How long, on average, it takes a critical bug fix to go live can also be valuable information for a team. If it is really difficult and takes a long time, causing the team to release the last fifteen features and regression test for two weeks before they can release, then maybe there is a problem. If teams have this information and understand its impact, then they can work on solving the problem.
Knowing the overall health of the build or product is far more useful than knowing that you have ten unresolved bugs. Those ten bugs could be symptoms of something serious within the system, or they could be just minor text and UI changes that need to be implemented.
What’s wrong with bug counts?
The other day I was speaking to the product owner of an interesting project. He was complaining about the number of bugs logged that were essentially duplicates. We spoke for a bit about the kinds of bugs he was seeing, and I asked how the testers were measured. The testers were measured on bug counts. The metric had encouraged behavior that put the focus on completely the wrong things. The testers were concentrating on easy-to-find, visible UI bugs that could be logged separately per screen or per event to keep their counts up. They were not focusing at all on getting information about the product health as a whole because those tests take time and patience and intricate thinking to invent and run. And it’s those tests that provide valuable information if they yield any issues. When used as a measure in this way, the metric was totally driving the wrong behavior.

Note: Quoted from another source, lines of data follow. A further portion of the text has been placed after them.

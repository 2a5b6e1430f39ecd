//! SVG rendering for imposition
//!
//! This module turns a packing solution into a vector document:
//! - Cut geometry and artwork definitions for one sticker
//! - Registration marks for sheet-fed media
//! - One placement reference per tile

mod document;
mod shape;

pub use document::{StickerArt, document_size, render_imposition};
pub use shape::CutGeometry;
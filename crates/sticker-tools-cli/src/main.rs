use anyhow::{Context, Result, bail};
use chrono::NaiveDateTime;
use clap::{Args, Parser, Subcommand, ValueEnum};
use sticker_impose::schedule::{Clock, FixedClock, SystemClock, WorkCalendar};
use sticker_impose::store::{ConfigStore, FileStore, StoreToken};
use sticker_impose::{
    Artwork, CutShape, DesignConfig, Finish, InputMode, OutputIntent, ProductionMode, StickerArt,
};
use std::path::PathBuf;

#[derive(Parser)]
#[command(name = "stkr", about = "Sticker quoting and imposition CLI", version)]
struct Cli {
    #[command(subcommand)]
    command: Commands,
}

#[derive(Subcommand)]
enum Commands {
    /// Show layout, cost and delivery for a design
    Quote {
        #[command(flatten)]
        design: DesignArgs,

        /// Pin the current time (e.g. 2025-03-03T17:30:00)
        #[arg(long)]
        now: Option<NaiveDateTime>,
    },

    /// Write print and/or cut SVG files for a design
    Impose {
        #[command(flatten)]
        design: DesignArgs,

        /// Artwork image (required for print output)
        #[arg(short, long)]
        artwork: Option<PathBuf>,

        /// Which files to write
        #[arg(long, default_value = "both", value_enum)]
        intent: IntentArg,

        /// Output directory
        #[arg(short, long, default_value = ".")]
        out_dir: PathBuf,
    },

    /// Save a design and print its token
    Save {
        #[command(flatten)]
        design: DesignArgs,
    },
}

/// Design settings; each flag overrides the default or loaded design
#[derive(Args)]
struct DesignArgs {
    /// Start from a saved design
    #[arg(long)]
    load: Option<String>,

    /// Directory of saved designs
    #[arg(long, default_value = ".stkr")]
    store: PathBuf,

    /// Sticker width in cm
    #[arg(short = 'W', long)]
    width: Option<f64>,

    /// Sticker height in cm
    #[arg(short = 'H', long)]
    height: Option<f64>,

    /// Number of stickers
    #[arg(short, long)]
    quantity: Option<u32>,

    /// Run length in cm (roll-fed modes; switches to length input)
    #[arg(long)]
    length: Option<f64>,

    /// Production mode
    #[arg(short, long, value_enum)]
    mode: Option<ModeArg>,

    /// Lamination (sheet-fed modes)
    #[arg(long, value_enum)]
    finish: Option<FinishArg>,

    /// Cut shape
    #[arg(long, value_enum)]
    shape: Option<ShapeArg>,

    /// Corner radius in mm for rounded shapes
    #[arg(long)]
    corner_radius: Option<f64>,

    /// Outline path in a 100×100 space, used by the contour shape
    #[arg(long)]
    cut_path: Option<String>,

    /// Background fill behind the artwork
    #[arg(long)]
    background: Option<String>,

    /// Gap between stickers in mm (roll-fed modes)
    #[arg(long)]
    spacing: Option<f64>,

    /// Add a protective container (DTF)
    #[arg(long)]
    container: bool,
}

#[derive(Clone, Copy, ValueEnum)]
enum ModeArg {
    Press,
    Plotter,
    Dtf,
    Holo,
}

#[derive(Clone, Copy, ValueEnum)]
enum FinishArg {
    None,
    Gloss,
    Matte,
}

#[derive(Clone, Copy, ValueEnum)]
enum ShapeArg {
    Contour,
    Rectangle,
    Rounded,
    Ellipse,
}

#[derive(Clone, Copy, PartialEq, Eq, ValueEnum)]
enum IntentArg {
    Print,
    Cut,
    Both,
}

impl From<ModeArg> for ProductionMode {
    fn from(arg: ModeArg) -> Self {
        match arg {
            ModeArg::Press => Self::Press,
            ModeArg::Plotter => Self::Plotter,
            ModeArg::Dtf => Self::DtfUv,
            ModeArg::Holo => Self::HoloUv,
        }
    }
}

impl From<FinishArg> for Finish {
    fn from(arg: FinishArg) -> Self {
        match arg {
            FinishArg::None => Self::None,
            FinishArg::Gloss => Self::Gloss,
            FinishArg::Matte => Self::Matte,
        }
    }
}

impl From<ShapeArg> for CutShape {
    fn from(arg: ShapeArg) -> Self {
        match arg {
            ShapeArg::Contour => Self::Contour,
            ShapeArg::Rectangle => Self::Rectangle,
            ShapeArg::Rounded => Self::RoundedRectangle,
            ShapeArg::Ellipse => Self::Ellipse,
        }
    }
}

impl IntentArg {
    fn intents(self) -> &'static [OutputIntent] {
        match self {
            IntentArg::Print => &[OutputIntent::Print],
            IntentArg::Cut => &[OutputIntent::Cut],
            IntentArg::Both => &[OutputIntent::Print, OutputIntent::Cut],
        }
    }
}

impl DesignArgs {
    async fn open_store(&self) -> Result<FileStore> {
        FileStore::open(&self.store)
            .await
            .with_context(|| format!("cannot open design store {}", self.store.display()))
    }

    /// Resolve the design: saved or default, then flag overrides
    async fn resolve(&self) -> Result<DesignConfig> {
        let mut config = match &self.load {
            Some(token) => {
                let store = self.open_store().await?;
                let config = store
                    .load(&StoreToken::new(token.as_str()))
                    .await
                    .with_context(|| format!("cannot load design {}", token))?;
                log::info!("loaded design {}", token);
                config
            }
            None => DesignConfig::default(),
        };

        if let Some(width) = self.width {
            config.width_cm = width;
        }
        if let Some(height) = self.height {
            config.height_cm = height;
        }
        if let Some(quantity) = self.quantity {
            config.quantity = quantity;
            config.input_mode = InputMode::Quantity;
        }
        if let Some(length) = self.length {
            config.run_length_cm = length;
            config.input_mode = InputMode::Length;
        }
        if let Some(mode) = self.mode {
            config.mode = mode.into();
        }
        if let Some(finish) = self.finish {
            config.finish = finish.into();
        }
        if let Some(shape) = self.shape {
            config.shape = shape.into();
        }
        if let Some(radius) = self.corner_radius {
            config.corner_radius_mm = radius;
        }
        if let Some(path) = &self.cut_path {
            config.cut_path = Some(path.clone());
        }
        if let Some(background) = &self.background {
            config.background_color = Some(background.clone());
        }
        if let Some(spacing) = self.spacing {
            config.spacing_mm = spacing;
        }
        if self.container {
            config.container = true;
        }

        config.validate()?;
        Ok(config)
    }
}

fn print_estimate(config: &DesignConfig, clock: &dyn Clock) -> Result<()> {
    let estimate = sticker_impose::estimate(config, &WorkCalendar::default(), clock)?;
    print!("{}", estimate.quote_message());
    if !estimate.is_feasible() {
        bail!("cannot produce this sticker on {}", config.mode.name());
    }
    if let Some(minutes) = estimate.production_minutes {
        println!("Production time: {} min", minutes);
    }
    Ok(())
}

#[tokio::main]
async fn main() -> Result<()> {
    env_logger::Builder::from_env(env_logger::Env::default().default_filter_or("info")).init();

    let cli = Cli::parse();

    match cli.command {
        Commands::Quote { design, now } => {
            let config = design.resolve().await?;
            log::debug!("quoting {:?}", config);
            match now {
                Some(now) => print_estimate(&config, &FixedClock(now))?,
                None => print_estimate(&config, &SystemClock)?,
            }
        }

        Commands::Impose {
            design,
            artwork,
            intent,
            out_dir,
        } => {
            let config = design.resolve().await?;
            let solution = sticker_impose::calculate_layout(
                &config.item(),
                config.mode,
                config.demand(),
                config.spacing_mm,
            );
            if !solution.is_feasible() {
                bail!(
                    "cannot produce a {}×{} cm sticker on {}",
                    config.width_cm,
                    config.height_cm,
                    config.mode.name()
                );
            }

            let artwork = match &artwork {
                Some(path) => Some(Artwork::load(path).await?),
                None => None,
            };
            if let Some(advisory) = artwork
                .as_ref()
                .and_then(|art| art.resolution_advisory(&config.item(), config.mode))
            {
                log::warn!("{}", advisory);
            }

            let geometry = config.cut_geometry();
            let art = StickerArt {
                geometry: &geometry,
                artwork_href: artwork.as_ref().map(|art| art.href.as_str()),
                background: config.background_color.as_deref(),
            };

            tokio::fs::create_dir_all(&out_dir).await?;
            for &output in intent.intents() {
                if output == OutputIntent::Print && artwork.is_none() {
                    bail!("print output needs --artwork");
                }
                let document = sticker_impose::render_imposition(
                    &solution,
                    config.mode.template(),
                    &art,
                    output,
                )?;
                let path = out_dir.join(sticker_impose::download_filename(
                    &config, &solution, output,
                ));
                sticker_impose::save_svg(document, &path).await?;
                println!("{} → {}", output.label(), path.display());
            }
        }

        Commands::Save { design } => {
            let config = design.resolve().await?;
            let mut store = design.open_store().await?;
            let token = store.save(&config).await?;
            println!("{}", token);
        }
    }

    Ok(())
}
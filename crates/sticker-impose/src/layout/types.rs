//! Layout data types for imposition
//!
//! These types represent the packing solution shared by pricing,
//! scheduling and rendering.

use crate::constants::MAX_TILES_PER_DOCUMENT;

/// Position within the tile grid (row, column)
#[derive(Debug, Clone, Copy, PartialEq, Eq)]
pub struct GridPosition {
    /// Row index (0 = top row, or the leading edge of a roll)
    pub row: u32,
    /// Column index (0 = leftmost column)
    pub col: u32,
}

impl GridPosition {
    pub fn new(row: u32, col: u32) -> Self {
        Self { row, col }
    }
}

/// Extra results that only exist for roll-fed runs
#[derive(Debug, Clone, Copy, PartialEq)]
pub struct RollRun {
    /// Length of media consumed by the run (mm)
    pub linear_height_mm: f64,
    /// Stickers actually produced; may exceed the requested quantity
    pub total_produced: u32,
}

impl RollRun {
    pub fn linear_meters(&self) -> f64 {
        self.linear_height_mm / 1000.0
    }

    pub fn linear_cm(&self) -> f64 {
        self.linear_height_mm / 10.0
    }
}

/// How items are tiled onto the production medium
///
/// A solution with `per_unit == 0` is infeasible: the item does not fit,
/// or the input could not be computed. Callers must treat it as
/// "cannot produce".
#[derive(Debug, Clone, Copy, PartialEq)]
pub struct PackingSolution {
    /// Items across the medium
    pub cols: u32,
    /// Items along the medium (per sheet, or per roll run)
    pub rows: u32,
    /// Whether the item was turned 90° to improve yield
    pub rotated: bool,
    /// Item width as tiled (mm), already swapped when rotated
    pub item_width_mm: f64,
    /// Item height as tiled (mm), already swapped when rotated
    pub item_height_mm: f64,
    /// Gap between tiles (mm)
    pub spacing_mm: f64,
    /// Items per sheet (sheet-fed) or items per row (roll-fed)
    pub per_unit: u32,
    /// Sheets or roll segments required
    pub total_units: u32,
    /// Roll-only results
    pub roll: Option<RollRun>,
}

impl PackingSolution {
    /// The zero-valued result for inputs that cannot be produced
    pub fn infeasible(spacing_mm: f64) -> Self {
        Self {
            cols: 0,
            rows: 0,
            rotated: false,
            item_width_mm: 0.0,
            item_height_mm: 0.0,
            spacing_mm,
            per_unit: 0,
            total_units: 0,
            roll: None,
        }
    }

    pub fn is_feasible(&self) -> bool {
        self.per_unit > 0 && self.total_units > 0
    }

    /// Stickers actually produced by the job
    ///
    /// The packers reject solutions whose count overflows.
    pub fn total_produced(&self) -> u32 {
        match self.roll {
            Some(run) => run.total_produced,
            None => self.per_unit.saturating_mul(self.total_units),
        }
    }

    /// Width of the tiled block (mm)
    pub fn block_width_mm(&self) -> f64 {
        span_mm(self.cols, self.item_width_mm, self.spacing_mm)
    }

    /// Height of the tiled block (mm)
    pub fn block_height_mm(&self) -> f64 {
        span_mm(self.rows, self.item_height_mm, self.spacing_mm)
    }

    /// Linear meters consumed (roll-fed only)
    pub fn linear_meters(&self) -> Option<f64> {
        self.roll.map(|run| run.linear_meters())
    }
}

/// Extent of `count` items with `spacing` between neighbours
pub fn span_mm(count: u32, item_mm: f64, spacing_mm: f64) -> f64 {
    if count == 0 {
        return 0.0;
    }
    count as f64 * item_mm + (count - 1) as f64 * spacing_mm
}

/// Items that fit along one axis: `floor((available + spacing) / (item + spacing))`
///
/// Returns `None` when the count cannot be represented, which callers treat
/// as infeasible.
pub fn fit_along(available_mm: f64, item_mm: f64, spacing_mm: f64) -> Option<u32> {
    if item_mm <= 0.0 || !available_mm.is_finite() || available_mm <= 0.0 {
        return Some(0);
    }
    let count = ((available_mm + spacing_mm) / (item_mm + spacing_mm)).floor();
    if !count.is_finite() || count > f64::from(u32::MAX) {
        return None;
    }
    Some(count.max(0.0) as u32)
}

/// Tiles drawn on one document, if within [`MAX_TILES_PER_DOCUMENT`]
pub(crate) fn bounded_tiles(cols: u32, rows: u32) -> Option<u32> {
    cols.checked_mul(rows)
        .filter(|&tiles| tiles <= MAX_TILES_PER_DOCUMENT)
}

// =============================================================================
// Tests
// =============================================================================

The meaning in the metrics
Metrics come in all shapes: velocity; bug counts; code coverage; cycle time; live releases per sprint, week, or month; etc. These can all be valuable providers of information to the team to create visibility about unknown things. If the focus of the metric is only on how much or how many or how often, then I believe the value for the team becomes less. The wrong behaviors are rewarded and encouraged, and far too often, trust levels are affected. In my experience it is far more useful—and far less dysfunctional—to pay attention to the meaning and the nuances rather than just the numbers.
User Comments
The testing literature warns against using bug counts to assess testers. Here's another way that bug counting can give a mistaken impression. Many years ago I worked in a shop with a weak tester. This person was not let go by the company for a long time because they were assigned to test part of the code that was very poorly written. Though the tester was unskillful, the person could not help but find a large number of bugs. Later, a new director was hired who ended the practice of using bug counts to rate tester ability.